When taking a history, the examiner should always determine
by examination or ask the Central Pain patient whether the
pain under discussion is dysesthetic or not. If the pain is
not dysesthetic, hyperpathia will apply to it.
Hyperpathia is quite different from dysesthetic pain. It follows a gradient which is
the opposite of dysesthesia, a gradient which increases proximally on the body. This
gradient which increases where touch sensation is most retained and where dysesthesia is
least, and the fact that the pain is not bizarre but rather retains the ordinary
character, seems to suggest hyperpathia might merely be a failure of inhibition.
This is in contrast to dysesthesia, which is of wildly different
character from nociceptive pain, so different as to defy explanation.

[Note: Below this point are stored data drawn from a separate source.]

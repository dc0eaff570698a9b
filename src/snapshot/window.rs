use chrono::{DateTime, NaiveDate, TimeDelta, Utc};

pub const DISPLAY_FORMAT: &str = "%Y-%m-%d %H:%M:%S UTC";

/// Closed time interval `[start, end]` a snapshot must fall into to count
/// as observed.
#[derive(Debug, Clone, Copy, PartialEq, Eq)]
pub struct ObservationWindow {
    pub start: DateTime<Utc>,
    pub end: DateTime<Utc>,
}

impl ObservationWindow {
    pub fn trailing(now: DateTime<Utc>, width: TimeDelta) -> Self {
        Self {
            start: now - width,
            end: now,
        }
    }

    pub fn contains(&self, ts: DateTime<Utc>) -> bool {
        self.start <= ts && ts <= self.end
    }

    /// Day partitions the window touches, oldest first, without duplicates.
    pub fn partitions(&self) -> Vec<NaiveDate> {
        let last = self.end.date_naive();
        let mut days = Vec::new();
        let mut day = Some(self.start.date_naive());
        while let Some(d) = day.filter(|d| *d <= last) {
            days.push(d);
            day = d.succ_opt();
        }
        days
    }
}

/// Partitions scanned when there is no baseline yet: yesterday and today.
pub fn bootstrap_partitions(now: DateTime<Utc>) -> [NaiveDate; 2] {
    let today = now.date_naive();
    [(now - TimeDelta::days(1)).date_naive(), today]
}

pub fn display(ts: DateTime<Utc>) -> String {
    ts.format(DISPLAY_FORMAT).to_string()
}

#[cfg(test)]
mod tests {
    use super::*;
    use chrono::TimeZone;

    fn at(h: u32, m: u32) -> DateTime<Utc> {
        Utc.with_ymd_and_hms(2025, 10, 8, h, m, 0).unwrap()
    }

    #[test]
    fn test_contains_is_inclusive() {
        let window = ObservationWindow::trailing(at(12, 0), TimeDelta::hours(1));
        assert!(window.contains(at(11, 0)));
        assert!(window.contains(at(11, 30)));
        assert!(window.contains(at(12, 0)));
        assert!(!window.contains(at(10, 59)));
        assert!(!window.contains(at(12, 1)));
    }

    #[test]
    fn test_partitions_single_day() {
        let window = ObservationWindow::trailing(at(12, 0), TimeDelta::hours(1));
        assert_eq!(
            window.partitions(),
            vec![NaiveDate::from_ymd_opt(2025, 10, 8).unwrap()]
        );
    }

    #[test]
    fn test_partitions_across_midnight() {
        let window = ObservationWindow::trailing(at(0, 20), TimeDelta::hours(1));
        assert_eq!(
            window.partitions(),
            vec![
                NaiveDate::from_ymd_opt(2025, 10, 7).unwrap(),
                NaiveDate::from_ymd_opt(2025, 10, 8).unwrap(),
            ]
        );
    }

    #[test]
    fn test_bootstrap_partitions() {
        let [yesterday, today] = bootstrap_partitions(at(0, 5));
        assert_eq!(yesterday, NaiveDate::from_ymd_opt(2025, 10, 7).unwrap());
        assert_eq!(today, NaiveDate::from_ymd_opt(2025, 10, 8).unwrap());
    }

    #[test]
    fn test_display() {
        assert_eq!(display(at(9, 5)), "2025-10-08 09:05:00 UTC");
    }
}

Some have thought this suggests that dysesthesia is:
- A signal which does not have the modeling and integration an intact thalamus applies to
incoming pain signals;
- A chemical disorder in synaptic neurotransmission which garbles the pain signal
- Devor's "crossed afterdischarge" or a chemical spreading of injury (the
humoral ephapse or cross stimulation of neighboring pain neurons by the process of an
injured neuron leaking excitatory chemicals as it attempts to perform transmission)
reaching damaging levels as it ascends in the pain tracts. This third view is a little
more complicated to state, but is very attractive in view of the fact that evoked
dysesthetic burning requires peripheral stimulation.
There is known to be both a thalamic and a neuronal component to Central
Pain.
Scientists do not know which aspects are causative and which are consequential.
In hyperpathia, we encounter another type of delay in Central Pain, which is known as
"delay with overshoot". This term has been used for many years to describe a
functional, but not necessarily anatomical, injury to the spinothalamic tracts. It
involved some unproven suppositions about the anatomical seat of hyperpathia, and so
continues now as merely a clinical term to describe the lowered threshold for pain, which
then breaks through suddenly into overwhelming pain, when stimulus reaches the pain
threshold.
"Delay with overshoot" is not a delay of time,
but rather an elevated threshold for pain. This means that
a noxious stimulus will not be detected as soon as in people
without Central Pain, but when the patient reach the pain
threshold, the pain overshoots wildly and an overblown response
is noted. Although the overshoot phenomenon is easy to demonstrate
with pin prick, it is almost impossible to grade pressure
with a sharp pin gradually enough to demonstrate the delay
portion of "delay with overshoot." Von Frey hairs
will invariably demonstrate some sensory deficit, often subclinical,
(and therefore missed by conventional testing) in the areas
of most intense burning. Patients also report a "windup-like"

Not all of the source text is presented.